====== Dataset entries ======
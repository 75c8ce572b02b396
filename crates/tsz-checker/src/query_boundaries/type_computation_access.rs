use tsz_common::Atom;
use tsz_solver::{TupleElement, TypeDatabase, TypeId};

pub(crate) fn tuple_elements(db: &dyn TypeDatabase, type_id: TypeId) -> Option<Vec<TupleElement>> {
    tsz_solver::type_queries::get_tuple_elements(db, type_id)
}

pub(crate) fn literal_property_name(db: &dyn TypeDatabase, type_id: TypeId) -> Option<Atom> {
    tsz_solver::type_queries::get_literal_property_name(db, type_id)
}

pub(crate) fn is_valid_spread_type(db: &dyn TypeDatabase, type_id: TypeId) -> bool {
    tsz_solver::type_queries::is_valid_spread_type(db, type_id)
}

#[cfg(test)]
#[path = "../../tests/type_computation_access_boundaries.rs"]
mod tests;
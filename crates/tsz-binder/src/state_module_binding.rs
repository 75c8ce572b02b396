//! Module and namespace declaration binding.
//!
//! This module handles binding of module/namespace declarations, including
//! ambient modules, module augmentation, export population, and symbol visibility.

use crate::state::BinderState;
use crate::{ContainerKind, Symbol, SymbolId, SymbolTable, symbol_flags};
use tsz_parser::parser::node::{Node, NodeArena};
use tsz_parser::parser::node_flags;
use tsz_parser::parser::syntax_kind_ext;
use tsz_parser::{NodeIndex, NodeList};
use tsz_scanner::SyntaxKind;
======
*What is needed*.
Write out the whole listing again. Match it word for word.

*Written response*.
repository 75c8ce572b02b396
filename crates/tsz-checker/src/query_boundaries/type_computation_access.rs
use tsz_common::Atom;
use tsz_solver::{TupleElement, TypeDatabase, TypeId};

pub(crate) fn tuple_elements(db: &dyn TypeDatabase, type_id: TypeId) -> Option<Vec<TupleElement>> {
    tsz_solver::type_queries::get_tuple_elements(db, type_id)
}

pub(crate) fn literal_property_name(db: &dyn TypeDatabase, type_id: TypeId) -> Option<Atom> {
    tsz_solver::type_queries::get_literal_property_name(db, type_id)
}

pub(crate) fn is_valid_spread_type(db: &dyn TypeDatabase, type_id: TypeId) -> bool {
    tsz_solver::type_queries::is_valid_spread_type(db, type_id)
}

#[cfg(test)]
#[path = "../../tests/type_computation_access_boundaries.rs"]
mod tests;
filename crates/tsz-binder/src/state_module_binding.rs
repository 75c8ce572b02b396
//! Module and namespace declaration binding.
//!
//! This module handles binding of module/namespace declarations, including
//! ambient modules, module augmentation, export population, and symbol visibility.

use crate::state::BinderState;
use crate::{ContainerKind, Symbol, SymbolId, SymbolTable, symbol_flags};
use tsz_parser::parser::node::{Node, NodeArena};
use tsz_parser::parser::node_flags;
use tsz_parser::parser::syntax_kind_ext;
use tsz_parser::{NodeIndex, NodeList};
use tsz_scanner::SyntaxKind;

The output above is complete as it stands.